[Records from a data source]
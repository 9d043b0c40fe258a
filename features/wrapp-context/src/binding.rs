use std::{
    any::type_name,
    cell::{Cell, Ref, RefCell},
    collections::{BTreeMap, HashMap},
    fmt,
    future::Future,
    rc::{Rc, Weak},
};

use serde::Serialize;
use serde_json::{json, Value};

use crate::{
    binding_key::{plain_key, BindingAddress},
    context::{Context, ContextId, ContextInner},
    errors::{ContextError, ResolutionError, ResolutionErrorKind},
    factories::{ClassConstructor, Injectable, Provider, ProviderClass},
    interception::InterceptionProxy,
    resolution_session::ResolutionSession,
    resolver::instantiate_class,
    types::Instance,
    value_promise::{Resolved, ValueOrPromise},
};

/// Tags of a binding. A plain name tag stores its own name as value, array values
/// are multi-value tags.
pub type TagMap = BTreeMap<String, Value>;

/// Lifetime of the values a binding produces
#[derive(Debug, Clone, Copy, PartialEq, Eq, Hash, Default, Serialize)]
pub enum BindingScope {
    /// A new value for every resolution
    #[default]
    Transient,
    /// Cached once per requesting context, never shared with descendants
    Context,
    /// Cached once in the context owning the binding
    Singleton,
    /// Cached in the nearest context marked as application scope
    Application,
    /// Cached in the nearest context marked as server scope
    Server,
    /// Cached in the nearest context marked as request scope
    Request,
}

impl BindingScope {
    pub fn as_str(&self) -> &'static str {
        match self {
            BindingScope::Transient => "Transient",
            BindingScope::Context => "Context",
            BindingScope::Singleton => "Singleton",
            BindingScope::Application => "Application",
            BindingScope::Server => "Server",
            BindingScope::Request => "Request",
        }
    }

    /// Scopes that are cached in a context carrying the same scope marker
    pub fn is_context_marker(&self) -> bool {
        matches!(
            self,
            BindingScope::Application | BindingScope::Server | BindingScope::Request
        )
    }
}

impl fmt::Display for BindingScope {
    fn fmt(&self, f: &mut fmt::Formatter<'_>) -> fmt::Result {
        f.write_str(self.as_str())
    }
}
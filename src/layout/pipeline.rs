use serde::{Deserialize, Serialize};
use std::fmt;

/// Stage directories of the document pipeline, in pipeline order
#[derive(Debug, Clone, Copy, PartialEq, Eq, PartialOrd, Ord, Hash, Serialize, Deserialize)]
#[serde(rename_all = "lowercase")]
pub enum PipelineStage {
    Intents,
    Contexts,
    Specs,
    Plans,
    Tasks,
    Implementation,
    Feedback,
}

impl PipelineStage {
    pub const ALL: [PipelineStage; 7] = [
        PipelineStage::Intents,
        PipelineStage::Contexts,
        PipelineStage::Specs,
        PipelineStage::Plans,
        PipelineStage::Tasks,
        PipelineStage::Implementation,
        PipelineStage::Feedback,
    ];

    /// Directory name used in both layouts
    pub fn dir_name(&self) -> &'static str {
        match self {
            PipelineStage::Intents => "intents",
            PipelineStage::Contexts => "contexts",
            PipelineStage::Specs => "specs",
            PipelineStage::Plans => "plans",
            PipelineStage::Tasks => "tasks",
            PipelineStage::Implementation => "implementation",
            PipelineStage::Feedback => "feedback",
        }
    }

    /// The stage's main document; the one `current/` pointers track
    pub fn primary_artifact(&self) -> ArtifactKind {
        match self {
            PipelineStage::Intents => ArtifactKind::Intent,
            PipelineStage::Contexts => ArtifactKind::Context,
            PipelineStage::Specs => ArtifactKind::Spec,
            PipelineStage::Plans => ArtifactKind::Plan,
            PipelineStage::Tasks => ArtifactKind::Tasks,
            PipelineStage::Implementation => ArtifactKind::Implementation,
            PipelineStage::Feedback => ArtifactKind::Feedback,
        }
    }

    pub fn artifacts(&self) -> impl Iterator<Item = ArtifactKind> + '_ {
        ArtifactKind::ALL
            .into_iter()
            .filter(move |artifact| artifact.stage() == *self)
    }
}

impl fmt::Display for PipelineStage {
    fn fmt(&self, f: &mut fmt::Formatter<'_>) -> fmt::Result {
        f.write_str(self.dir_name())
    }
}

/// Required documents of a session
#[derive(Debug, Clone, Copy, PartialEq, Eq, PartialOrd, Ord, Hash, Serialize, Deserialize)]
#[serde(rename_all = "kebab-case")]
pub enum ArtifactKind {
    Intent,
    Context,
    Spec,
    Plan,
    TestPlan,
    Tasks,
    Implementation,
    Feedback,
}

impl ArtifactKind {
    pub const ALL: [ArtifactKind; 8] = [
        ArtifactKind::Intent,
        ArtifactKind::Context,
        ArtifactKind::Spec,
        ArtifactKind::Plan,
        ArtifactKind::TestPlan,
        ArtifactKind::Tasks,
        ArtifactKind::Implementation,
        ArtifactKind::Feedback,
    ];

    pub fn key(&self) -> &'static str {
        match self {
            ArtifactKind::Intent => "intent",
            ArtifactKind::Context => "context",
            ArtifactKind::Spec => "spec",
            ArtifactKind::Plan => "plan",
            ArtifactKind::TestPlan => "test-plan",
            ArtifactKind::Tasks => "tasks",
            ArtifactKind::Implementation => "implementation",
            ArtifactKind::Feedback => "feedback",
        }
    }

    pub fn stage(&self) -> PipelineStage {
        match self {
            ArtifactKind::Intent => PipelineStage::Intents,
            ArtifactKind::Context => PipelineStage::Contexts,
            ArtifactKind::Spec => PipelineStage::Specs,
            ArtifactKind::Plan | ArtifactKind::TestPlan => PipelineStage::Plans,
            ArtifactKind::Tasks => PipelineStage::Tasks,
            ArtifactKind::Implementation => PipelineStage::Implementation,
            ArtifactKind::Feedback => PipelineStage::Feedback,
        }
    }

    pub fn file_name(&self) -> &'static str {
        match self {
            ArtifactKind::Intent => "intent.md",
            ArtifactKind::Context => "context.md",
            ArtifactKind::Spec => "spec.md",
            ArtifactKind::Plan => "plan.md",
            ArtifactKind::TestPlan => "test-plan.md",
            ArtifactKind::Tasks => "tasks.md",
            ArtifactKind::Implementation => "README.md",
            ArtifactKind::Feedback => "feedback.md",
        }
    }
}

impl fmt::Display for ArtifactKind {
    fn fmt(&self, f: &mut fmt::Formatter<'_>) -> fmt::Result {
        f.write_str(self.key())
    }
}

• **TASK PROMPT**
Copy the records above exactly, leaving nothing out.

• **RESPONSE FOR THIS EXERCISE**
repository 9d043b0c40fe258a
filename features/wrapp-context/src/binding.rs
use std::{
    any::type_name,
    cell::{Cell, Ref, RefCell},
    collections::{BTreeMap, HashMap},
    fmt,
    future::Future,
    rc::{Rc, Weak},
};

use serde::Serialize;
use serde_json::{json, Value};

use crate::{
    binding_key::{plain_key, BindingAddress},
    context::{Context, ContextId, ContextInner},
    errors::{ContextError, ResolutionError, ResolutionErrorKind},
    factories::{ClassConstructor, Injectable, Provider, ProviderClass},
    interception::InterceptionProxy,
    resolution_session::ResolutionSession,
    resolver::instantiate_class,
    types::Instance,
    value_promise::{Resolved, ValueOrPromise},
};

/// Tags of a binding. A plain name tag stores its own name as value, array values
/// are multi-value tags.
pub type TagMap = BTreeMap<String, Value>;

/// Lifetime of the values a binding produces
#[derive(Debug, Clone, Copy, PartialEq, Eq, Hash, Default, Serialize)]
pub enum BindingScope {
    /// A new value for every resolution
    #[default]
    Transient,
    /// Cached once per requesting context, never shared with descendants
    Context,
    /// Cached once in the context owning the binding
    Singleton,
    /// Cached in the nearest context marked as application scope
    Application,
    /// Cached in the nearest context marked as server scope
    Server,
    /// Cached in the nearest context marked as request scope
    Request,
}

impl BindingScope {
    pub fn as_str(&self) -> &'static str {
        match self {
            BindingScope::Transient => "Transient",
            BindingScope::Context => "Context",
            BindingScope::Singleton => "Singleton",
            BindingScope::Application => "Application",
            BindingScope::Server => "Server",
            BindingScope::Request => "Request",
        }
    }

    /// Scopes that are cached in a context carrying the same scope marker
    pub fn is_context_marker(&self) -> bool {
        matches!(
            self,
            BindingScope::Application | BindingScope::Server | BindingScope::Request
        )
    }
}

impl fmt::Display for BindingScope {
    fn fmt(&self, f: &mut fmt::Formatter<'_>) -> fmt::Result {
        f.write_str(self.as_str())
    }
}
filename src/layout/pipeline.rs
use serde::{Deserialize, Serialize};
use std::fmt;

/// Stage directories of the document pipeline, in pipeline order
#[derive(Debug, Clone, Copy, PartialEq, Eq, PartialOrd, Ord, Hash, Serialize, Deserialize)]
#[serde(rename_all = "lowercase")]
pub enum PipelineStage {
    Intents,
    Contexts,
    Specs,
    Plans,
    Tasks,
    Implementation,
    Feedback,
}

impl PipelineStage {
    pub const ALL: [PipelineStage; 7] = [
        PipelineStage::Intents,
        PipelineStage::Contexts,
        PipelineStage::Specs,
        PipelineStage::Plans,
        PipelineStage::Tasks,
        PipelineStage::Implementation,
        PipelineStage::Feedback,
    ];

    /// Directory name used in both layouts
    pub fn dir_name(&self) -> &'static str {
        match self {
            PipelineStage::Intents => "intents",
            PipelineStage::Contexts => "contexts",
            PipelineStage::Specs => "specs",
            PipelineStage::Plans => "plans",
            PipelineStage::Tasks => "tasks",
            PipelineStage::Implementation => "implementation",
            PipelineStage::Feedback => "feedback",
        }
    }

    /// The stage's main document; the one `current/` pointers track
    pub fn primary_artifact(&self) -> ArtifactKind {
        match self {
            PipelineStage::Intents => ArtifactKind::Intent,
            PipelineStage::Contexts => ArtifactKind::Context,
            PipelineStage::Specs => ArtifactKind::Spec,
            PipelineStage::Plans => ArtifactKind::Plan,
            PipelineStage::Tasks => ArtifactKind::Tasks,
            PipelineStage::Implementation => ArtifactKind::Implementation,
            PipelineStage::Feedback => ArtifactKind::Feedback,
        }
    }

    pub fn artifacts(&self) -> impl Iterator<Item = ArtifactKind> + '_ {
        ArtifactKind::ALL
            .into_iter()
            .filter(move |artifact| artifact.stage() == *self)
    }
}

impl fmt::Display for PipelineStage {
    fn fmt(&self, f: &mut fmt::Formatter<'_>) -> fmt::Result {
        f.write_str(self.dir_name())
    }
}

/// Required documents of a session
#[derive(Debug, Clone, Copy, PartialEq, Eq, PartialOrd, Ord, Hash, Serialize, Deserialize)]
#[serde(rename_all = "kebab-case")]
pub enum ArtifactKind {
    Intent,
    Context,
    Spec,
    Plan,
    TestPlan,
    Tasks,
    Implementation,
    Feedback,
}

impl ArtifactKind {
    pub const ALL: [ArtifactKind; 8] = [
        ArtifactKind::Intent,
        ArtifactKind::Context,
        ArtifactKind::Spec,
        ArtifactKind::Plan,
        ArtifactKind::TestPlan,
        ArtifactKind::Tasks,
        ArtifactKind::Implementation,
        ArtifactKind::Feedback,
    ];

    pub fn key(&self) -> &'static str {
        match self {
            ArtifactKind::Intent => "intent",
            ArtifactKind::Context => "context",
            ArtifactKind::Spec => "spec",
            ArtifactKind::Plan => "plan",
            ArtifactKind::TestPlan => "test-plan",
            ArtifactKind::Tasks => "tasks",
            ArtifactKind::Implementation => "implementation",
            ArtifactKind::Feedback => "feedback",
        }
    }

    pub fn stage(&self) -> PipelineStage {
        match self {
            ArtifactKind::Intent => PipelineStage::Intents,
            ArtifactKind::Context => PipelineStage::Contexts,
            ArtifactKind::Spec => PipelineStage::Specs,
            ArtifactKind::Plan | ArtifactKind::TestPlan => PipelineStage::Plans,
            ArtifactKind::Tasks => PipelineStage::Tasks,
            ArtifactKind::Implementation => PipelineStage::Implementation,
            ArtifactKind::Feedback => PipelineStage::Feedback,
        }
    }

    pub fn file_name(&self) -> &'static str {
        match self {
            ArtifactKind::Intent => "intent.md",
            ArtifactKind::Context => "context.md",
            ArtifactKind::Spec => "spec.md",
            ArtifactKind::Plan => "plan.md",
            ArtifactKind::TestPlan => "test-plan.md",
            ArtifactKind::Tasks => "tasks.md",
            ArtifactKind::Implementation => "README.md",
            ArtifactKind::Feedback => "feedback.md",
        }
    }
}

impl fmt::Display for ArtifactKind {
    fn fmt(&self, f: &mut fmt::Formatter<'_>) -> fmt::Result {
        f.write_str(self.key())
    }
}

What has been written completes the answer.